La intersección de Ramírez con Calama, asomada bajo el paso nivel. La torre oxidada de la estación de radio, el techo amarillo de un supermercado de apellido judío. La casa del profesor Oliveros, el mismo que se volvió loco y mató a su mujer antes de colgarse del roble seco del patio, tronco que aún seguía en el mismo sitio donde sus dueños lo habían plantado. La casa de los Tocornal, padres de Pablito Tocornal, que fue compañero mío en kinder, además del primer niño de Salisbury que desapareció y del cual tengo recuerdos. Claro, antes ya había sucedido y después también, pero a nosotros nos mantuvieron al margen. Pércival decía que Salisbury no era un buen lugar para los niños, que acá en verdad vivía el viejo del saco. Y todos sabíamos que tenía razón, aunque no fuera precisamente un viejo ni usara un saco. 

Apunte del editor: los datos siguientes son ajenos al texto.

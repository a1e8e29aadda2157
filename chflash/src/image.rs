//! Firmware image loading.
//!
//! Images are raw binary files, read fully into memory before any device
//! interaction. Anything below [`MIN_IMAGE_SIZE`] bytes is rejected up
//! front as a likely truncated or corrupt build artifact.

use crate::error::{Error, InputError};
use std::fs;
use std::io;
use std::path::Path;

/// Minimum accepted firmware image size in bytes.
pub const MIN_IMAGE_SIZE: usize = 256;

/// A raw firmware image held fully in memory.
#[derive(Debug, Clone)]
pub struct Firmware {
    bytes: Vec<u8>,
}

impl Firmware {
    /// Load a firmware image from a file.
    pub fn from_file(path: impl AsRef<Path>) -> Result<Self, Error> {
        let path = path.as_ref();
        let bytes = fs::read(path).map_err(|err| match err.kind() {
            io::ErrorKind::NotFound => {
                Error::Input(InputError::FileNotFound(path.to_path_buf()))
            },
            _ => Error::Io(err),
        })?;
        Self::from_bytes(bytes)
    }

    /// Wrap in-memory image bytes, applying the same size validation.
    pub fn from_bytes(bytes: Vec<u8>) -> Result<Self, Error> {
        if bytes.len() < MIN_IMAGE_SIZE {
            return Err(Error::Input(InputError::FileTooSmall {
                size: bytes.len(),
                minimum: MIN_IMAGE_SIZE,
            }));
        }
        Ok(Self { bytes })
    }

    /// Image contents.
    pub fn as_bytes(&self) -> &[u8] {
        &self.bytes
    }

    /// Image size in bytes.
    pub fn len(&self) -> usize {
        self.bytes.len()
    }

    /// Whether the image is empty (never true for a validated image).
    pub fn is_empty(&self) -> bool {
        self.bytes.is_empty()
    }
}
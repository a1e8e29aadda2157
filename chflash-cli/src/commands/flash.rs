//! Full flash run: erase, write, verify, exit.

use anyhow::{Context, Result};
use chflash::Firmware;
use console::style;
use std::path::Path;

use crate::Cli;
use crate::commands::{open_session, progress_bar};

/// Flash a raw firmware binary onto the chip.
pub(crate) fn cmd_flash(cli: &Cli, firmware_path: &Path) -> Result<()> {
    if !cli.quiet {
        eprintln!(
            "{} loading firmware {}",
            style("📦").cyan(),
            firmware_path.display()
        );
    }
    let firmware = Firmware::from_file(firmware_path)
        .with_context(|| format!("cannot load firmware {}", firmware_path.display()))?;
    if !cli.quiet {
        eprintln!(
            "{} {} bytes to flash",
            style("ℹ").blue(),
            firmware.len()
        );
    }

    let mut session = open_session(cli)?;
    session.check_capacity(&firmware)?;

    if !cli.quiet {
        eprintln!("{} erasing flash...", style("⏳").yellow());
    }
    session.erase()?;

    let pb = progress_bar(cli, firmware.len() as u64, "writing");
    session.write(&firmware, |current, _total| {
        pb.set_position(current as u64);
    })?;
    pb.finish_with_message("written");

    let pb = progress_bar(cli, firmware.len() as u64, "verifying");
    session.verify(&firmware, |current, _total| {
        pb.set_position(current as u64);
    })?;
    pb.finish_with_message("verified");

    session.exit_bootloader()?;

    if !cli.quiet {
        eprintln!("\n{} flashing complete", style("🎉").green().bold());
    }

    Ok(())
}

Los campanarios de la única iglesia parroquial, las agujas de los templos evangélicos y la masa fría del Instituto Bautista, mi colegio, donde pasé el primer tercio de mi vida, años que pudieron ser los mejores, pero que a la distancia son sólo buenos recuerdos, ni tan lindos, ni tan inocentes. Chimeneas por todos lados, vapor y humo de leña húmeda, techos mojados, algunos perros persiguiendo al tren y al fondo la sombra azulada del cerro Adencul, intentando quebrar la mañana. Y al cierre, justo antes del punto final del párrafo, tras la barrera oscura de los ciprés de la parte más elevaba del pueblo, el obelisco de la Casa Berkoff. Tenía que estar, era imposible que no apareciera.
Mi pueblo sin la esquina Berkoff era como una fotografía mal revelada.